Yesterday, I went to the wrong corporate building downtown. No problem, the other building was a 10 minute walk away, I just trotted over and held the interview.
But last week, I went to the wrong business outlet in the suburbs. The owner maintains offices in both locations, but he was in the other one. It was a short distance as the crow flies, but I had to get back on the highway to get there. [Embarassing mis-communication between our respective helpers. Fortunately, he was a really nice guy, and didn't take it out on me.]
It made me think about the dynamics of the work day for these different groups. How you might bump into other people, or not bump into them, for example, just coming and going.
An executive I saw downtown yesterday had just been delivered a brown bag from Tim Horton's by his executive assistant. Few of the buildings I've been at in the industrial parks would have anything like this within walking distance, let alone a choice of options.
One of the really weird things I noticed is that there is almost no public parking in the newer communities. None is needed, since every commercial location has abundant private parking. Of course it's all free parking too.
Stats Can is always saying that the >majority of Canadians live in urban area. Well, what they count as an urban area would not pass muster as a town in most places in the USA.

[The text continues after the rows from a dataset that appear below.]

use payloads::{EntryStatus, TransactionType, requests};
use reqwest::StatusCode;
use rust_decimal::{Decimal, dec};

use test_helpers::{
    assert_status_code, debit_details, spawn_app, test_date, transfer_details,
};

#[tokio::test]
async fn credit_entry_is_auto_approved() -> anyhow::Result<()> {
    let app = spawn_app().await;
    app.create_alice_admin().await?;
    let master = app.setup_master_data().await?;

    let entry = app.fund_mode(&master, master.cash.id, dec!(1000)).await?;

    assert_eq!(entry.status, EntryStatus::Approved);
    assert_eq!(entry.transaction_type, TransactionType::Credit);
    assert!(entry.serial_number >= 1);
    assert_eq!(entry.opening_balance, Some(Decimal::ZERO));
    assert_eq!(entry.current_balance, Some(dec!(1000)));
    assert!(entry.approved_at.is_some());
    assert_eq!(app.mode_balance(master.cash.id).await?, dec!(1000));

    Ok(())
}

#[tokio::test]
async fn debit_entry_starts_pending() -> anyhow::Result<()> {
    let app = spawn_app().await;
    app.create_alice_admin().await?;
    let master = app.setup_master_data().await?;
    app.fund_mode(&master, master.cash.id, dec!(1000)).await?;

    let entry = app
        .client
        .create_entry(&debit_details(&master, dec!(200), dec!(50)))
        .await?;

    assert_eq!(entry.status, EntryStatus::Pending);
    assert_eq!(entry.payment_amount, Some(dec!(250)));
    assert_eq!(entry.opening_balance, None);
    assert_eq!(entry.approved_by, None);
    // pending debits don't move money
    assert_eq!(app.mode_balance(master.cash.id).await?, dec!(1000));

    Ok(())
}

#[tokio::test]
async fn non_expense_debit_forces_expense_to_zero() -> anyhow::Result<()> {
    let app = spawn_app().await;
    app.create_alice_admin().await?;
    let master = app.setup_master_data().await?;

    let entry = app
        .client
        .create_entry(&requests::CreateEntry::Debit(requests::CreateDebit {
            transaction_date: test_date(),
            description: "advance settlement".into(),
            expense_amount: dec!(900),
            claimable_amount: dec!(150),
            party_id: master.party.id,
            head_id: master.head.id,
            payment_type_id: master.non_expense_type.id,
            payment_mode_id: master.cash.id,
        }))
        .await?;

    assert_eq!(entry.expense_amount, Some(Decimal::ZERO));
    assert_eq!(entry.claimable_amount, Some(dec!(150)));
    assert_eq!(entry.payment_amount, Some(dec!(150)));

    Ok(())
}

#[tokio::test]
async fn self_transfer_moves_money_immediately() -> anyhow::Result<()> {
    let app = spawn_app().await;
    app.create_alice_admin().await?;
    let master = app.setup_master_data().await?;
    app.fund_mode(&master, master.cash.id, dec!(1000)).await?;

    let entry = app
        .client
        .create_entry(&transfer_details(&master, dec!(400)))
        .await?;

    assert_eq!(entry.status, EntryStatus::Approved);
    // snapshot is of the source mode
    assert_eq!(entry.opening_balance, Some(dec!(1000)));
    assert_eq!(entry.current_balance, Some(dec!(600)));
    assert_eq!(app.mode_balance(master.cash.id).await?, dec!(600));
    assert_eq!(app.mode_balance(master.bank.id).await?, dec!(400));

    Ok(())
}

#[tokio::test]
async fn transfer_within_one_mode_rejected() -> anyhow::Result<()> {
    let app = spawn_app().await;
    app.create_alice_admin().await?;
    let master = app.setup_master_data().await?;

    let result = app
        .client
        .create_entry(&requests::CreateEntry::SelfTransfer(
            requests::CreateSelfTransfer {
                transaction_date: test_date(),
                description: "no-op move".into(),
                transfer_amount: dec!(100),
                from_payment_mode_id: master.cash.id,
                to_payment_mode_id: master.cash.id,
            },
        ))
        .await;
    assert_status_code(result, StatusCode::BAD_REQUEST);

    Ok(())
}

#[tokio::test]
async fn nonpositive_credit_amount_rejected() -> anyhow::Result<()> {
    let app = spawn_app().await;
    app.create_alice_admin().await?;
    let master = app.setup_master_data().await?;

    let result = app
        .client
        .create_entry(&requests::CreateEntry::Credit(requests::CreateCredit {
            transaction_date: test_date(),
            description: "empty credit".into(),
            received_amount: Decimal::ZERO,
            party_id: master.party.id,
            head_id: master.head.id,
            payment_type_id: master.expense_type.id,
            payment_mode_id: master.cash.id,
        }))
        .await;
    assert_status_code(result, StatusCode::BAD_REQUEST);

    Ok(())
}

#[tokio::test]
async fn unknown_party_rejected() -> anyhow::Result<()> {
    let app = spawn_app().await;
    app.create_alice_admin().await?;
    let master = app.setup_master_data().await?;

    let result = app
        .client
        .create_entry(&requests::CreateEntry::Credit(requests::CreateCredit {
            transaction_date: test_date(),
            description: "orphan credit".into(),
            received_amount: dec!(10),
            party_id: payloads::PartyId(uuid::Uuid::new_v4()),
            head_id: master.head.id,
            payment_type_id: master.expense_type.id,
            payment_mode_id: master.cash.id,
        }))
        .await;
    assert_status_code(result, StatusCode::NOT_FOUND);

    Ok(())
}

#[tokio::test]
async fn list_entries_filters_and_paginates() -> anyhow::Result<()> {
    let app = spawn_app().await;
    app.create_alice_admin().await?;
    let master = app.setup_master_data().await?;
    app.fund_mode(&master, master.cash.id, dec!(1000)).await?;
    app.client
        .create_entry(&debit_details(&master, dec!(200), dec!(0)))
        .await?;
    app.client
        .create_entry(&transfer_details(&master, dec!(100)))
        .await?;

    let all = app.client.list_entries(&Default::default()).await?;
    assert_eq!(all.total_count, 3);
    // newest first
    assert_eq!(
        all.entries[0].transaction_type,
        TransactionType::SelfTransfer
    );

    let pending = app
        .client
        .list_entries(&requests::ListEntries {
            status: Some(EntryStatus::Pending),
            ..Default::default()
        })
        .await?;
    assert_eq!(pending.total_count, 1);
    assert_eq!(pending.entries[0].transaction_type, TransactionType::Debit);

    let searched = app
        .client
        .list_entries(&requests::ListEntries {
            search: Some("stationery".into()),
            ..Default::default()
        })
        .await?;
    assert_eq!(searched.total_count, 1);

    let page2 = app
        .client
        .list_entries(&requests::ListEntries {
            page: Some(2),
            per_page: Some(1),
            ..Default::default()
        })
        .await?;
    assert_eq!(page2.total_count, 3);
    assert_eq!(page2.entries.len(), 1);
    assert_eq!(page2.page, 2);

    Ok(())
}

#[tokio::test]
async fn deleted_entries_hidden_unless_requested() -> anyhow::Result<()> {
    let app = spawn_app().await;
    app.create_alice_admin().await?;
    let master = app.setup_master_data().await?;
    let entry = app
        .client
        .create_entry(&debit_details(&master, dec!(200), dec!(0)))
        .await?;

    app.client
        .delete_entry(&requests::DeleteEntry {
            entry_id: entry.entry_id,
            reason: "duplicate entry".into(),
        })
        .await?;

    let visible = app.client.list_entries(&Default::default()).await?;
    assert_eq!(visible.total_count, 0);

    let with_deleted = app
        .client
        .list_entries(&requests::ListEntries {
            include_deleted: Some(true),
            ..Default::default()
        })
        .await?;
    assert_eq!(with_deleted.total_count, 1);
    assert!(with_deleted.entries[0].is_deleted);

    Ok(())
}

#[tokio::test]
async fn delete_reverses_approved_entry() -> anyhow::Result<()> {
    let app = spawn_app().await;
    app.create_alice_admin().await?;
    let master = app.setup_master_data().await?;
    let entry = app.fund_mode(&master, master.cash.id, dec!(1000)).await?;
    assert_eq!(app.mode_balance(master.cash.id).await?, dec!(1000));

    let deleted = app
        .client
        .delete_entry(&requests::DeleteEntry {
            entry_id: entry.entry_id,
            reason: "entered against the wrong mode".into(),
        })
        .await?;

    assert!(deleted.is_deleted);
    assert!(deleted.deleted_at.is_some());
    assert_eq!(
        deleted.deleted_reason.as_deref(),
        Some("entered against the wrong mode")
    );
    assert_eq!(app.mode_balance(master.cash.id).await?, Decimal::ZERO);

    // a deleted entry can't be deleted again
    let result = app
        .client
        .delete_entry(&requests::DeleteEntry {
            entry_id: entry.entry_id,
            reason: "again".into(),
        })
        .await;
    assert_status_code(result, StatusCode::BAD_REQUEST);

    Ok(())
}

#[tokio::test]
async fn delete_requires_reason_and_approver() -> anyhow::Result<()> {
    let app = spawn_app().await;
    app.create_alice_admin().await?;
    app.create_bob_employee().await?;
    let master = app.setup_master_data().await?;
    let entry = app
        .client
        .create_entry(&debit_details(&master, dec!(200), dec!(0)))
        .await?;

    let result = app
        .client
        .delete_entry(&requests::DeleteEntry {
            entry_id: entry.entry_id,
            reason: "   ".into(),
        })
        .await;
    assert_status_code(result, StatusCode::BAD_REQUEST);

    app.login_bob().await?;
    let result = app
        .client
        .delete_entry(&requests::DeleteEntry {
            entry_id: entry.entry_id,
            reason: "not allowed".into(),
        })
        .await;
    assert_status_code(result, StatusCode::UNAUTHORIZED);

    Ok(())
}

More importantly, I think there's a big difference between the life experience of living and working in the sprawling burbs, versus living and working in the urban core. Shopping behaviors aren't the same. Business opportunities aren't the same. Parking, for heaven's sake, isn't the same.
Don't we need to be taking this into account more?
Resources
StatsCan "Dependence on cars in urban neighborhoods" by Martin Turcotte,
Historical urban and rural stats from StatsCan. 1911 - 1941
StatsCan definition of urban area: minimum 400 people per square kilometer. And some other stuff. Probably makes sense, but doesn't tell the whole story.